[PROBLEM DETAILS]
Keep every line of the data below that has the string "single" and present those lines.

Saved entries
━━━━━━━━━━━━━━━━
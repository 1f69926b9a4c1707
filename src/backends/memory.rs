// Copyright (c) 2025 Steve Wagner (ciroque@live.com)
// SPDX-License-Identifier: MIT

//! In-memory resolvers and sink, for embedding the generator and for tests.

use std::collections::HashMap;

use crate::errors::{ResolveError, SinkError};
use crate::pipeline::PipelineDefinition;
use crate::traits::{Connection, ConnectionResolver, PipelineSink, VariableResolver};

/// Connections held in a map
#[derive(Debug, Clone, Default)]
pub struct StaticConnections {
    connections: HashMap<String, Connection>,
}

impl StaticConnections {
    pub fn new() -> Self {
        Self::default()
    }

    pub fn with(mut self, connection: Connection) -> Self {
        self.connections.insert(connection.conn_id.clone(), connection);
        self
    }

    /// Shorthand for a connection whose only extra is its database
    pub fn with_database(self, conn_id: &str, database: &str) -> Self {
        self.with(Connection::new(conn_id).with_extra("database", database))
    }
}

impl ConnectionResolver for StaticConnections {
    fn connection(&self, conn_id: &str) -> Result<Connection, ResolveError> {
        self.connections
            .get(conn_id)
            .cloned()
            .ok_or_else(|| ResolveError::ConnectionNotFound {
                conn_id: conn_id.to_string(),
            })
    }
}

/// Variables held in a map
#[derive(Debug, Clone, Default)]
pub struct StaticVariables {
    variables: HashMap<String, String>,
}

impl StaticVariables {
    pub fn new() -> Self {
        Self::default()
    }

    pub fn with(mut self, name: &str, value: &str) -> Self {
        self.variables.insert(name.to_string(), value.to_string());
        self
    }
}

impl VariableResolver for StaticVariables {
    fn variable(&self, name: &str) -> Option<String> {
        self.variables.get(name).cloned()
    }
}

/// Records every definition it is given
#[derive(Debug, Clone, Default)]
pub struct MemorySink {
    pub registered: Vec<PipelineDefinition>,
}

impl MemorySink {
    pub fn new() -> Self {
        Self::default()
    }
}

impl PipelineSink for MemorySink {
    fn register(&mut self, definition: &PipelineDefinition) -> Result<(), SinkError> {
        self.registered.push(definition.clone());
        Ok(())
    }
}
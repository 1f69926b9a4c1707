// Copyright (c) 2025 Steve Wagner (ciroque@live.com)
// SPDX-License-Identifier: MIT

//! Pipeline generation.
//!
//! Generation walks the fixed category directories under a base directory in
//! order, turns every `.sql` file into a task and chains the tasks into a single
//! line:
//!
//! ```text
//! file_formats/csv.sql -> tables/01_a.sql -> tables/02_b.sql -> views/v.sql -> dml/load.sql
//! ```
//!
//! Categories without SQL files are left out entirely. Generation is synchronous,
//! reads only, and is deterministic: the same files, configuration and resolver
//! state always give the same definition.

pub mod discovery;
pub mod params;
mod pipeline_generator;
pub mod schema;


pub use pipeline_generator::{build_groups, PipelineGenerator};
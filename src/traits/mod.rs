pub mod resolver;
pub mod sink;

pub use resolver::{Connection, ConnectionResolver, VariableResolver};
pub use sink::PipelineSink;
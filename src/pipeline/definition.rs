// Copyright (c) 2025 Steve Wagner (ciroque@live.com)
// SPDX-License-Identifier: MIT

use serde::{Deserialize, Serialize};
use std::collections::BTreeMap;
use std::path::PathBuf;

use crate::config::{DependencyGraph, EntryPoints};
use crate::pipeline::Category;

/// One SQL file turned into one executable step.
///
/// Tasks are created once during generation and never mutated afterwards.
#[derive(Debug, Clone, PartialEq, Serialize, Deserialize)]
pub struct SqlTask {
    /// File name without the `.sql` suffix; unique within its group
    pub task_id: String,
    /// Path of the SQL file the statement text was read from
    pub source: PathBuf,
    /// Statement text, with `USE <schema>;` prepended when it had none
    pub sql: String,
    /// Warehouse connection the host runs the statement through
    pub conn_id: String,
    /// Template parameters: `schema_name` plus every configured parameter
    pub params: BTreeMap<String, String>,
    /// Whether `sql` was rewritten to select the target schema
    pub schema_injected: bool,
}

impl SqlTask {
    /// `<group>.<task>`, the id the host runtime sees for a grouped task.
    pub fn qualified_id(&self, group: Category) -> String {
        format!("{}.{}", group.dir_name(), self.task_id)
    }
}

/// The tasks of one category, in execution order. Never empty in a generated
/// pipeline.
#[derive(Debug, Clone, PartialEq, Serialize, Deserialize)]
pub struct TaskGroup {
    pub group_id: Category,
    pub tasks: Vec<SqlTask>,
}

impl TaskGroup {
    pub fn first(&self) -> Option<&SqlTask> {
        self.tasks.first()
    }

    pub fn last(&self) -> Option<&SqlTask> {
        self.tasks.last()
    }

    pub fn qualified_ids(&self) -> impl Iterator<Item = String> + '_ {
        self.tasks.iter().map(|t| t.qualified_id(self.group_id))
    }
}

/// Trigger policy. Generated pipelines never run on a timer.
#[derive(Debug, Clone, Copy, PartialEq, Eq, Serialize, Deserialize)]
#[serde(rename_all = "snake_case")]
pub enum Schedule {
    Manual,
}

/// Start date policy, kept symbolic so the definition does not depend on the
/// wall clock at generation time.
#[derive(Debug, Clone, Copy, PartialEq, Eq, Serialize, Deserialize)]
pub struct StartDate {
    pub days_ago: u32,
}

/// Arguments the host applies to every task of the pipeline
#[derive(Debug, Clone, PartialEq, Serialize, Deserialize)]
pub struct DefaultArgs {
    pub owner: String,
    pub snowflake_conn_id: String,
}

/// A single upstream -> downstream edge between qualified task ids
#[derive(Debug, Clone, PartialEq, Eq, Serialize, Deserialize)]
pub struct Dependency {
    pub upstream: String,
    pub downstream: String,
}

/// The complete generated pipeline handed to the host runtime.
///
/// # Example
/// ```yaml
/// pipeline_id: analytics_core
/// description: Run SQL files in Snowflake, organized by subdirectories
/// schedule: manual
/// start_date:
///   days_ago: 1
/// tags: [snowflake, data-eng]
/// default_args:
///   owner: data-eng
///   snowflake_conn_id: snowflake_default
/// groups:
///   - group_id: tables
///     tasks:
///       - task_id: 01_customers
///         sql: "USE ANALYTICS.core;\nCREATE TABLE ..."
/// ```
#[derive(Debug, Clone, PartialEq, Serialize, Deserialize)]
pub struct PipelineDefinition {
    pub pipeline_id: String,
    pub description: String,
    /// README content, verbatim
    pub doc_md: String,
    pub schedule: Schedule,
    pub start_date: StartDate,
    pub tags: Vec<String>,
    pub default_args: DefaultArgs,
    /// Directory the host resolves templated file references against
    pub template_searchpath: PathBuf,
    pub groups: Vec<TaskGroup>,
}

impl PipelineDefinition {
    pub fn task_count(&self) -> usize {
        self.groups.iter().map(|g| g.tasks.len()).sum()
    }

    /// Every task with its group, in execution order.
    pub fn tasks(&self) -> impl Iterator<Item = (Category, &SqlTask)> + '_ {
        self.groups
            .iter()
            .flat_map(|g| g.tasks.iter().map(move |t| (g.group_id, t)))
    }

    /// Qualified task ids in the order the host will run them.
    pub fn execution_order(&self) -> Vec<String> {
        self.tasks()
            .map(|(group, task)| task.qualified_id(group))
            .collect()
    }

    /// Edges of the chain: consecutive tasks inside a group, then the last task
    /// of each group to the first task of the next.
    pub fn dependencies(&self) -> Vec<Dependency> {
        let mut edges = Vec::new();
        let mut previous_tail: Option<String> = None;

        for group in &self.groups {
            let ids: Vec<String> = group.qualified_ids().collect();
            if ids.is_empty() {
                continue;
            }

            if let Some(tail) = previous_tail.take() {
                edges.push(Dependency {
                    upstream: tail,
                    downstream: ids[0].clone(),
                });
            }

            for pair in ids.windows(2) {
                edges.push(Dependency {
                    upstream: pair[0].clone(),
                    downstream: pair[1].clone(),
                });
            }

            previous_tail = ids.last().cloned();
        }

        edges
    }

    /// Forward graph (task -> dependents) with an entry for every task.
    pub fn dependency_graph(&self) -> DependencyGraph {
        let mut graph = DependencyGraph::new();
        for id in self.execution_order() {
            graph.add_task(id);
        }
        for edge in self.dependencies() {
            graph.add_dependent(&edge.upstream, edge.downstream);
        }
        graph
    }

    /// Tasks nothing else points at. A valid pipeline has exactly one.
    pub fn entry_points(&self) -> EntryPoints {
        let downstream: std::collections::HashSet<String> = self
            .dependencies()
            .into_iter()
            .map(|d| d.downstream)
            .collect();

        self.execution_order()
            .into_iter()
            .filter(|id| !downstream.contains(id))
            .collect::<Vec<_>>()
            .into()
    }
}
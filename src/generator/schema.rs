// Copyright (c) 2025 Steve Wagner (ciroque@live.com)
// SPDX-License-Identifier: MIT

use crate::config::consts::USE_KEYWORD;

/// Whether `sql` already selects its own schema.
///
/// This is a case-insensitive substring test for `USE`, so identifiers such as
/// `USERS` also count as a schema selection and suppress injection.
pub fn selects_schema(sql: &str) -> bool {
    sql.to_uppercase().contains(USE_KEYWORD)
}

/// The statement prepended to files that do not select a schema.
pub fn use_statement(schema: &str) -> String {
    format!("{} {};\n", USE_KEYWORD, schema)
}

/// Prepend a schema selection unless `sql` already has one. Returns the
/// resulting text and whether it was rewritten.
pub fn with_schema(sql: String, schema: &str) -> (String, bool) {
    if selects_schema(&sql) {
        (sql, false)
    } else {
        (use_statement(schema) + &sql, true)
    }
}

#[cfg(test)]
mod tests {
    use super::*;

    #[test]
    fn test_injects_when_missing() {
        let (sql, injected) = with_schema("CREATE TABLE t (id INT);".to_string(), "DB.core");

        assert!(injected);
        assert_eq!(sql, "USE DB.core;\nCREATE TABLE t (id INT);");
    }

    #[test]
    fn test_existing_statement_left_alone() {
        for original in [
            "USE SCHEMA DB.other;\nCREATE VIEW v AS SELECT 1;",
            "use db.other;\nselect 1;",
            "  Use Warehouse WH;\nSELECT 1;",
        ] {
            let (sql, injected) = with_schema(original.to_string(), "DB.core");
            assert!(!injected, "{}", original);
            assert_eq!(sql, original);
        }
    }

    #[test]
    fn test_substring_match_counts() {
        assert!(selects_schema("GRANT SELECT ON users TO ROLE r;"));
        assert!(!selects_schema("SELECT 1;"));
    }

    #[test]
    fn test_injects_exactly_once_into_empty_file() {
        let (sql, injected) = with_schema(String::new(), "DB.core");

        assert!(injected);
        assert_eq!(sql.matches("USE ").count(), 1);
        assert_eq!(sql, "USE DB.core;\n");
    }
}
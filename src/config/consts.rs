/// Configuration file looked up next to the base directory
pub const CONFIG_FILE_NAME: &str = "snowflake_ci.yml";
/// Documentation file looked up inside the base directory
pub const DESCRIPTION_FILE_NAME: &str = "README.md";
/// Connection id used when the config does not name one
pub const DEFAULT_CONNECTION: &str = "DEFAULT_CONNECTION";
/// Owner used when the config does not name one
pub const DEFAULT_OWNER: &str = "DEFAULT_OWNER";
/// Template parameter carrying the resolved `<database>.<schema>`
pub const SCHEMA_NAME_PARAM: &str = "schema_name";
/// Connection extra holding the target database
pub const DATABASE_EXTRA: &str = "database";
/// Suffix a file must carry to become a task
pub const SQL_EXTENSION: &str = ".sql";
/// Keyword whose presence (case-insensitive) marks a file as selecting its own schema
pub const USE_KEYWORD: &str = "USE";
/// Description attached to every generated pipeline
pub const PIPELINE_DESCRIPTION: &str = "Run SQL files in Snowflake, organized by subdirectories";
/// Generated pipelines become eligible to run this many days before generation
pub const START_DAYS_AGO: u32 = 1;
/// Longest identifier the host runtime accepts
pub const MAX_IDENTIFIER_LENGTH: usize = 250;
━━━━━━━━━━━━━━━━
[RESPONSE TO THE TASK]
//! order, turns every `.sql` file into a task and chains the tasks into a single
/// A single upstream -> downstream edge between qualified task ids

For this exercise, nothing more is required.